This post is the deep analysis of the foundational modes family of the LLM Behavioral Failure Modes pillar. Four modes: hallucination, sycophancy, context rot, instruction attenuation. Their common property is that they show up even in a single prompt; a tool or agent framework is not required.
I follow the same template for each mode: definition, root cause, example, detection signal, defense pattern.
Hallucination and Confabulation
Definition
The model references a non-existent library, API endpoint, or paper; and it may do so very confidently. This is hallucination. More insidious is confabulation: after giving a wrong answer, when asked “why?” the model produces a plausible-sounding but fabricated justification for that wrong answer. These are not alternatives; they are two closely related but distinct behaviors.
In some research circles the term “confabulation” appears to be gaining traction1. Borrowed from neuropsychology, the concept describes producing convincing but wrong information without awareness of the error. Since LLMs lack perceptual experience, the “hallucination” metaphor is misleading.

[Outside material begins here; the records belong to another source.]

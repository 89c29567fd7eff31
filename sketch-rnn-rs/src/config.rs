//! Hyper-parameters for Sketch-RNN training.
//!
//! The defaults reproduce the settings of the Sketch-RNN paper: a 256-wide
//! bidirectional encoder, a 512-wide decoder, a 128-dimensional latent code and
//! a 20-component bivariate Gaussian mixture. Configurations round-trip through
//! YAML so a run can be reproduced from its `config.yaml`.

use std::path::Path;

use serde::{Deserialize, Serialize};

use crate::error::{SketchError, SketchResult};

/// Full configuration for a Sketch-RNN run.
#[derive(Debug, Clone, Serialize, Deserialize)]
pub struct SketchRnnConfig {
    /// Network sizes.
    #[serde(default)]
    pub model: ModelConfig,

    /// Optimisation and schedule settings.
    #[serde(default)]
    pub training: TrainingConfig,

    /// Stroke dataset settings.
    #[serde(default)]
    pub dataset: DatasetConfig,

    /// Directory that receives one sub-directory per run.
    #[serde(default = "default_output_dir")]
    pub output_dir: String,

    /// Fixed run identifier; a random 7-digit id is drawn when absent.
    #[serde(default)]
    pub run_id: Option<String>,

    /// Seed for parameter init, latent noise, shuffling and sampling.
    #[serde(default = "default_seed")]
    pub seed: u64,
}

fn default_output_dir() -> String {
    "models".into()
}

fn default_seed() -> u64 {
    42
}

/// Encoder/decoder dimensions.
#[derive(Debug, Clone, PartialEq, Serialize, Deserialize)]
pub struct ModelConfig {
    /// Hidden size of each encoder direction
    #[serde(default = "default_enc_hidden_size")]
    pub enc_hidden_size: usize,
    /// Hidden size of the decoder
    #[serde(default = "default_dec_hidden_size")]
    pub dec_hidden_size: usize,
    /// Latent dimension
    #[serde(default = "default_d_z")]
    pub d_z: usize,
    /// Number of mixture components
    #[serde(default = "default_n_distributions")]
    pub n_distributions: usize,
}

fn default_enc_hidden_size() -> usize {
    256
}
fn default_dec_hidden_size() -> usize {
    512
}
fn default_d_z() -> usize {
    128
}
fn default_n_distributions() -> usize {
    20
}

impl Default for ModelConfig {
    fn default() -> Self {
        Self {
            enc_hidden_size: default_enc_hidden_size(),
            dec_hidden_size: default_dec_hidden_size(),
            d_z: default_d_z(),
            n_distributions: default_n_distributions(),
        }
    }
}

/// Optimisation settings.
#[derive(Debug, Clone, PartialEq, Serialize, Deserialize)]
pub struct TrainingConfig {
    /// Number of epochs
    #[serde(default = "default_epochs")]
    pub epochs: usize,
    /// Sequences per batch
    #[serde(default = "default_batch_size")]
    pub batch_size: usize,
    /// Initial learning rate for both optimizers
    #[serde(default = "default_learning_rate")]
    pub learning_rate: f64,
    /// Multiply the learning rate by `lr_decay` after every epoch
    #[serde(default)]
    pub use_lr_decay: bool,
    /// Floor for the decayed learning rate
    #[serde(default = "default_min_lr")]
    pub min_lr: f64,
    /// Per-epoch decay factor
    #[serde(default = "default_lr_decay")]
    pub lr_decay: f64,
    /// Weight of the KL term in the total loss
    #[serde(default = "default_kl_div_loss_weight")]
    pub kl_div_loss_weight: f64,
    /// Anneal the KL term with the eta schedule
    #[serde(default)]
    pub use_eta: bool,
    /// Starting eta
    #[serde(default = "default_eta_min")]
    pub eta_min: f64,
    /// Eta annealing rate
    #[serde(default = "default_eta_r")]
    pub eta_r: f64,
    /// Global gradient norm limit per sub-network
    #[serde(default = "default_grad_clip")]
    pub grad_clip: f64,
    /// Sampling temperature
    #[serde(default = "default_temperature")]
    pub temperature: f64,
    /// Checkpoint and sample every N epochs
    #[serde(default = "default_save_every_n_epochs")]
    pub save_every_n_epochs: usize,
    /// Number of fixed validation sequences sampled at each save
    #[serde(default = "default_num_samples")]
    pub num_samples: usize,
    /// Draw an indicatif progress bar
    #[serde(default = "default_show_progress")]
    pub show_progress: bool,
}

fn default_epochs() -> usize {
    100
}
fn default_batch_size() -> usize {
    100
}
fn default_learning_rate() -> f64 {
    1e-3
}
fn default_min_lr() -> f64 {
    1e-5
}
fn default_lr_decay() -> f64 {
    0.9999
}
fn default_kl_div_loss_weight() -> f64 {
    0.5
}
fn default_eta_min() -> f64 {
    1e-2
}
fn default_eta_r() -> f64 {
    0.99995
}
fn default_grad_clip() -> f64 {
    1.0
}
fn default_temperature() -> f64 {
    0.4
}
fn default_save_every_n_epochs() -> usize {
    100
}
fn default_num_samples() -> usize {
    5
}
fn default_show_progress() -> bool {
    true
}

impl Default for TrainingConfig {
    fn default() -> Self {
        Self {
            epochs: default_epochs(),
            batch_size: default_batch_size(),
            learning_rate: default_learning_rate(),
            use_lr_decay: false,
            min_lr: default_min_lr(),
            lr_decay: default_lr_decay(),
            kl_div_loss_weight: default_kl_div_loss_weight(),
            use_eta: false,
            eta_min: default_eta_min(),
            eta_r: default_eta_r(),
            grad_clip: default_grad_clip(),
            temperature: default_temperature(),
            save_every_n_epochs: default_save_every_n_epochs(),
            num_samples: default_num_samples(),
            show_progress: default_show_progress(),
        }
    }
}

/// Location and filtering of the stroke dataset.
#[derive(Debug, Clone, PartialEq, Serialize, Deserialize)]
pub struct DatasetConfig {
    /// JSON file with `train`/`valid`/`test` stroke-3 splits
    #[serde(default = "default_dataset_path")]
    pub path: String,
    /// Longest sequence kept (inclusive)
    #[serde(default = "default_max_seq_length")]
    pub max_seq_length: usize,
    /// Sequences must be strictly longer than this
    #[serde(default = "default_min_seq_length")]
    pub min_seq_length: usize,
}

fn default_dataset_path() -> String {
    "data/sketch/bicycle.json".into()
}
fn default_max_seq_length() -> usize {
    200
}
fn default_min_seq_length() -> usize {
    10
}

impl Default for DatasetConfig {
    fn default() -> Self {
        Self {
            path: default_dataset_path(),
            max_seq_length: default_max_seq_length(),
            min_seq_length: default_min_seq_length(),
        }
    }
}

impl Default for SketchRnnConfig {
    fn default() -> Self {
        Self {
            model: ModelConfig::default(),
            training: TrainingConfig::default(),
            dataset: DatasetConfig::default(),
            output_dir: default_output_dir(),
            run_id: None,
            seed: default_seed(),
        }
    }
}

impl SketchRnnConfig {
    /// Tiny configuration for unit tests and smoke runs.
    pub fn test() -> Self {
        Self {
            model: ModelConfig {
                enc_hidden_size: 8,
                dec_hidden_size: 16,
                d_z: 4,
                n_distributions: 3,
            },
            training: TrainingConfig {
                epochs: 2,
                batch_size: 4,
                save_every_n_epochs: 1,
                num_samples: 2,
                show_progress: false,
                ..TrainingConfig::default()
            },
            dataset: DatasetConfig {
                path: "strokes.json".into(),
                max_seq_length: 40,
                min_seq_length: 2,
            },
            output_dir: "models".into(),
            run_id: None,
            seed: 7,
        }
    }

    /// Width of one decoder input step: a stroke-5 vector followed by `z`.
    pub fn decoder_input_size(&self) -> usize {
        5 + self.model.d_z
    }

    /// Load configuration from a YAML file.
    pub fn from_file<P: AsRef<Path>>(path: P) -> SketchResult<Self> {
        let content = std::fs::read_to_string(path)?;
        let config: Self = serde_yaml::from_str(&content)?;
        Ok(config)
    }

    /// Save configuration to a YAML file.
    pub fn to_file<P: AsRef<Path>>(&self, path: P) -> SketchResult<()> {
        let content = serde_yaml::to_string(self)?;
        std::fs::write(path, content)?;
        Ok(())
    }

    /// Reject configurations that cannot produce a meaningful run.
    pub fn validate(&self) -> SketchResult<()> {
        let m = &self.model;
        if m.enc_hidden_size == 0 || m.dec_hidden_size == 0 {
            return Err(SketchError::invalid_config("hidden sizes must be > 0"));
        }
        if m.d_z == 0 {
            return Err(SketchError::invalid_config("d_z must be > 0"));
        }
        if m.n_distributions == 0 {
            return Err(SketchError::invalid_config("n_distributions must be > 0"));
        }

        let t = &self.training;
        if t.batch_size == 0 {
            return Err(SketchError::invalid_config("batch_size must be > 0"));
        }
        if t.learning_rate <= 0.0 {
            return Err(SketchError::invalid_config("learning_rate must be > 0"));
        }
        if t.use_lr_decay && !(0.0..=1.0).contains(&t.lr_decay) {
            return Err(SketchError::invalid_config("lr_decay must be in [0, 1]"));
        }
        if t.grad_clip <= 0.0 {
            return Err(SketchError::invalid_config("grad_clip must be > 0"));
        }
        if t.temperature <= 0.0 {
            return Err(SketchError::invalid_config("temperature must be > 0"));
        }
        if t.eta_min <= 0.0 || t.eta_min > 1.0 {
            return Err(SketchError::invalid_config("eta_min must be in (0, 1]"));
        }
        if t.save_every_n_epochs == 0 {
            return Err(SketchError::invalid_config(
                "save_every_n_epochs must be > 0",
            ));
        }

        let d = &self.dataset;
        if d.path.is_empty() {
            return Err(SketchError::invalid_config("dataset.path is required"));
        }
        if d.min_seq_length >= d.max_seq_length {
            return Err(SketchError::invalid_config(format!(
                "min_seq_length ({}) must be < max_seq_length ({})",
                d.min_seq_length, d.max_seq_length
            )));
        }

        Ok(())
    }
}

#[cfg(test)]
mod tests {
    use super::*;
    use tempfile::TempDir;

    #[test]
    fn test_default_matches_paper_hparams() {
        let config = SketchRnnConfig::default();
        assert_eq!(config.model.enc_hidden_size, 256);
        assert_eq!(config.model.dec_hidden_size, 512);
        assert_eq!(config.model.d_z, 128);
        assert_eq!(config.model.n_distributions, 20);
        assert_eq!(config.training.batch_size, 100);
        assert_eq!(config.training.kl_div_loss_weight, 0.5);
        assert_eq!(config.training.grad_clip, 1.0);
        assert_eq!(config.dataset.max_seq_length, 200);
        assert_eq!(config.decoder_input_size(), 133);
        config.validate().unwrap();
    }

    #[test]
    fn test_test_preset_is_valid() {
        SketchRnnConfig::test().validate().unwrap();
    }

    #[test]
    fn test_yaml_round_trip() {
        let dir = TempDir::new().unwrap();
        let path = dir.path().join("config.yaml");

        let mut config = SketchRnnConfig::test();
        config.run_id = Some("1234567".into());
        config.to_file(&path).unwrap();

        let loaded = SketchRnnConfig::from_file(&path).unwrap();
        assert_eq!(loaded.model, config.model);
        assert_eq!(loaded.training, config.training);
        assert_eq!(loaded.run_id.as_deref(), Some("1234567"));
    }

    #[test]
    fn test_partial_yaml_uses_defaults() {
        let config: SketchRnnConfig = serde_yaml::from_str(
            "model:\n  d_z: 32\ntraining:\n  use_eta: true\n",
        )
        .unwrap();
        assert_eq!(config.model.d_z, 32);
        assert_eq!(config.model.dec_hidden_size, 512);
        assert!(config.training.use_eta);
        assert_eq!(config.training.eta_r, 0.99995);
        assert_eq!(config.seed, 42);
    }

    #[test]
    fn test_validate_rejects_bad_values() {
        let mut config = SketchRnnConfig::test();
        config.model.d_z = 0;
        assert!(config.validate().is_err());

        let mut config = SketchRnnConfig::test();
        config.training.temperature = 0.0;
        assert!(config.validate().is_err());

        let mut config = SketchRnnConfig::test();
        config.training.eta_min = 0.0;
        assert!(config.validate().is_err());

        let mut config = SketchRnnConfig::test();
        config.dataset.min_seq_length = config.dataset.max_seq_length;
        assert!(matches!(
            config.validate(),
            Err(SketchError::InvalidConfig(_))
        ));
    }
}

A sub-type of hallucination worth attention is latent inconsistency: the model produces mutually contradictory statements across different sections of a long output2. The problem isn’t a single piece of wrong information but the output’s internal inconsistency.
Root Cause
The language model generates “the most likely next token.” Producing “I don’t know” is statistically lower probability. In most cases, producing “a convincing answer” is statistically more likely than producing “I don’t know.” The InstructGPT report3 contains findings that RLHF increased hallucination on certain tasks; the effect is not one-directional. Next-generation techniques (DPO4, Constitutional AI5) try to rebalance this, but the problem is not solved.
Example
The model suggests pandas.DataFrame.quick_filter(), a method that doesn’t exist. When you ask “is it in the docs?”, it appends a fabricated link and quote: “as noted in the pandas v2.1 documentation…” The link is dead; the quote doesn’t exist.
Detection Signal
Farquhar, Kossen et al. (2024), in their paper in Nature, introduced the semantic entropy concept6: cluster semantically equivalent answers and compute entropy. In the task suite they tested, high semantic entropy correlated with confabulation; the method is designed to be task-independent, so no predefined knowledge base is required.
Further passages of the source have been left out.